Early life and education
Tan started playing football when she was 6 and joined her brothers at JSSL academy. She was proficient from a young age and scored 12 goals in her first session. Tan moved to London, England to study at Mill Hill School in 2022. Tan became the first Singaporean footballer to sign for a NCAA Division 1 team.

Club career
In 2019, Tan joined Still Aerion, an amateur women's team from the FAS Women's National League. Scoring on her debut match in May 2019 at the age of 14 made her the second-youngest goal scorer in the league's history. Tan scored 16 goals in 6 games and became the league's top scorer for the season. She also scored 4 goals in the Challenge Cup and helped the club to enter the finals where they lost 0–1 to Tanjong Pagar United FC. 

Tan then joined Lion City Sailors in 2020 but played no official matches due to the COVID-19 pandemic in Singapore. While studying at Mill Hill School in London, she was part of the school's First XI football team and was the first female footballer player in the team.

Tan made her debut for Lion City Sailors in July 2022 against Still Aerion FC. She scored two minutes after coming on in the second half and she scored again 14 minutes later.

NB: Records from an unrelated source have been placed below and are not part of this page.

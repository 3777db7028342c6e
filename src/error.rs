//! Error types for the work-item tracker.

use axum::Json;
use axum::http::StatusCode;
use axum::response::{IntoResponse, Response};
use uuid::Uuid;

/// Configuration-related errors.
#[derive(Debug, thiserror::Error)]
pub enum ConfigError {
    #[error("Invalid configuration value for {key}: {message}")]
    InvalidValue { key: String, message: String },
}

/// Database-related errors.
#[derive(Debug, thiserror::Error)]
pub enum DatabaseError {
    #[error("Connection pool error: {0}")]
    Pool(String),

    #[error("Query failed: {0}")]
    Query(String),

    #[error("Constraint violation: {0}")]
    Constraint(String),

    #[error("Missing referenced row: {0}")]
    ForeignKey(String),

    #[error("Migration failed: {0}")]
    Migration(String),

    #[error("Serialization error: {0}")]
    Serialization(String),
}

impl DatabaseError {
    /// Classify a libSQL failure, keeping unique and foreign-key violations
    /// apart from generic query errors.
    pub(crate) fn from_libsql(context: &str, err: libsql::Error) -> Self {
        Self::classify(context, &err.to_string())
    }

    fn classify(context: &str, message: &str) -> Self {
        if message.contains("UNIQUE constraint failed") {
            DatabaseError::Constraint(format!("{context}: {message}"))
        } else if message.contains("FOREIGN KEY constraint failed") {
            DatabaseError::ForeignKey(format!("{context}: {message}"))
        } else {
            DatabaseError::Query(format!("{context}: {message}"))
        }
    }
}

/// Failures of tracker operations, one per HTTP outcome class.
#[derive(Debug, thiserror::Error)]
pub enum TrackerError {
    #[error("{entity} {id} not found")]
    NotFound { entity: &'static str, id: Uuid },

    #[error("Invalid request: {0}")]
    Invalid(String),

    #[error("Invalid assignee {user_id}: {reason}")]
    InvalidAssignee { user_id: Uuid, reason: String },

    #[error("Conflict: {0}")]
    Conflict(String),

    #[error(transparent)]
    Database(DatabaseError),
}

impl TrackerError {
    pub fn not_found(entity: &'static str, id: Uuid) -> Self {
        TrackerError::NotFound { entity, id }
    }

    pub fn invalid(message: impl Into<String>) -> Self {
        TrackerError::Invalid(message.into())
    }

    /// HTTP status for this failure class.
    pub fn status(&self) -> StatusCode {
        match self {
            TrackerError::NotFound { .. } => StatusCode::NOT_FOUND,
            TrackerError::Invalid(_) | TrackerError::InvalidAssignee { .. } => {
                StatusCode::BAD_REQUEST
            }
            TrackerError::Conflict(_) => StatusCode::CONFLICT,
            TrackerError::Database(_) => StatusCode::INTERNAL_SERVER_ERROR,
        }
    }
}

impl From<DatabaseError> for TrackerError {
    fn from(err: DatabaseError) -> Self {
        match err {
            DatabaseError::Constraint(msg) => TrackerError::Conflict(msg),
            DatabaseError::ForeignKey(msg) => TrackerError::Invalid(msg),
            other => TrackerError::Database(other),
        }
    }
}

impl IntoResponse for TrackerError {
    fn into_response(self) -> Response {
        let status = self.status();
        if status.is_server_error() {
            tracing::error!(error = %self, "Request failed");
        } else {
            tracing::warn!(status = status.as_u16(), error = %self, "Request rejected");
        }
        (status, Json(serde_json::json!({"error": self.to_string()}))).into_response()
    }
}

Tan became the first female Singaporean to play in a European league when she came on as a substitute for London Bees in their 2–1 defeat by Plymouth Argyle.

International career
Tan made the Singapore U16 in 2017 at the age of 12. She scored her first goal for the under 16 team in September 2018 in a 4–1 win against Tajikistan. She registered her first hat-trick a few days later in a 4–0 win against Northern Mariana Islands.

She made her Singapore U19 debut on 24 October 2018 in a 0–8 loss against Jordan in the 2019 AFC U-19 Women's Championship qualification. She was the youngest player in the Singapore squad at the age of 13.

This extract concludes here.